Applicability of a cell proliferation assay to examine DNA concentration of UV-and chlorine-treated organisms

Abstract

Ultraviolet radiation (UV) and total residual oxidant (TRO) treatments have been used to control microorganisms in drinking water, and are commonly used in ballast water management systems designed to reduce the transport and delivery of invasive organisms. Because treatments may not result in immediate cell death but may render organisms unable to reproduce, standard approaches to determine if a cell is living or dead (i.e., based on movement or cellular function) may not identify treated organisms. This scenario particularly applies to UV-treated cells that are rendered non-viable but still living. Thus, alternative approaches are needed to determine an organism’s viability (ability to reproduce). This study evaluated a cell proliferation assay measuring DNA concentrations in 96-well plates to determine proliferation of UV-and chlorine-treated organisms. Treatments included UV doses of 300 and 800 mWs cm-2 or an applied ClO- concentration of 10 mg L-1. To determine optimal cell proliferation thresholds and detection limits, two phytoplankton species, Tetraselmis marina (UV and ClO-) and Prorocentrum micans (ClO-), were evaluated immediately following treatment and after 1-, 5-, and 14-day incubations in light or dark conditions.

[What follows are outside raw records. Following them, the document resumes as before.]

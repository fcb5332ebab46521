use crate::error::{EphemerisError, EphemerisResult};
use crate::types::{EquatorialCoordinates, GeographicPosition, HorizontalPosition};

pub const DEGREES_PER_HOUR: f64 = 15.0;

// Below this horizontal-vector length the body is at the zenith (or nadir)
// and azimuth is undefined.
const ZENITH_EPSILON: f64 = 1e-9;

pub fn deg_to_rad(deg: f64) -> f64 {
    deg * (std::f64::consts::PI / 180.0)
}

pub fn rad_to_deg(rad: f64) -> f64 {
    rad * (180.0 / std::f64::consts::PI)
}

/// Reduce an angle to [0, 360).
pub fn normalize_angle(angle: f64) -> EphemerisResult<f64> {
    if !angle.is_finite() {
        return Err(EphemerisError::invalid_argument(format!(
            "cannot normalize non-finite angle {}",
            angle
        )));
    }
    let reduced = angle.rem_euclid(360.0);
    // rem_euclid rounds tiny negative inputs up to exactly 360.0
    if reduced >= 360.0 {
        Ok(0.0)
    } else {
        Ok(reduced)
    }
}

/// Reduce a longitude to (-180, 180].
pub fn normalize_longitude(longitude: f64) -> EphemerisResult<f64> {
    if longitude > -180.0 && longitude <= 180.0 {
        return Ok(longitude);
    }
    let reduced = normalize_angle(longitude)?;
    if reduced > 180.0 {
        Ok(reduced - 360.0)
    } else {
        Ok(reduced)
    }
}

/// Hour angle in degrees, west of the meridian positive, in (-180, 180].
pub fn hour_angle(local_sidereal_time: f64, right_ascension_deg: f64) -> EphemerisResult<f64> {
    normalize_longitude(local_sidereal_time - right_ascension_deg)
}

pub fn altitude_from_hour_angle(latitude: f64, declination: f64, hour_angle: f64) -> f64 {
    let lat_rad = deg_to_rad(latitude);
    let dec_rad = deg_to_rad(declination);
    let ha_rad = deg_to_rad(hour_angle);
    let sin_alt = lat_rad.sin() * dec_rad.sin() + lat_rad.cos() * dec_rad.cos() * ha_rad.cos();
    rad_to_deg(sin_alt.clamp(-1.0, 1.0).asin())
}

/// Azimuth from north, eastward, in [0, 360). A body at the zenith has no
/// defined azimuth; 0 is returned for it.
pub fn azimuth_from_hour_angle(
    latitude: f64,
    declination: f64,
    hour_angle: f64,
) -> EphemerisResult<f64> {
    let lat_rad = deg_to_rad(latitude);
    let dec_rad = deg_to_rad(declination);
    let ha_rad = deg_to_rad(hour_angle);
    let sin_az = -dec_rad.cos() * ha_rad.sin();
    let cos_az = dec_rad.sin() * lat_rad.cos() - dec_rad.cos() * lat_rad.sin() * ha_rad.cos();
    if sin_az.hypot(cos_az) < ZENITH_EPSILON {
        return Ok(0.0);
    }
    normalize_angle(rad_to_deg(sin_az.atan2(cos_az)))
}

/// Equatorial to horizontal for an observer, given Greenwich mean sidereal
/// time in degrees.
pub fn horizontal_from_equatorial(
    observer: &GeographicPosition,
    equatorial: &EquatorialCoordinates,
    gmst_deg: f64,
) -> EphemerisResult<HorizontalPosition> {
    let lst = normalize_angle(gmst_deg + observer.longitude)?;
    let ra_deg = normalize_angle(rad_to_deg(equatorial.right_ascension))?;
    let ha = hour_angle(lst, ra_deg)?;
    let dec_deg = rad_to_deg(equatorial.declination);
    Ok(HorizontalPosition {
        azimuth: azimuth_from_hour_angle(observer.latitude, dec_deg, ha)?,
        elevation: altitude_from_hour_angle(observer.latitude, dec_deg, ha),
    })
}

/// The geographic point with the body at its zenith.
pub fn sub_point(
    equatorial: &EquatorialCoordinates,
    gmst_deg: f64,
) -> EphemerisResult<GeographicPosition> {
    let ra_deg = normalize_angle(rad_to_deg(equatorial.right_ascension))?;
    Ok(GeographicPosition {
        latitude: rad_to_deg(equatorial.declination),
        longitude: normalize_longitude(ra_deg - gmst_deg)?,
    })
}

T. marina exhibited cell proliferation in all UV treatments, although no cell proliferation was detected for T. marina or P. micans in any ClO- treatment. This type of assay allows for increased sample replication, smaller sample volumes, quicker preparation, and faster measurement than traditional growth assays. In conclusion, DNA staining assays may be useful to detect changes in cell proliferation over time in the context of ballast water testing.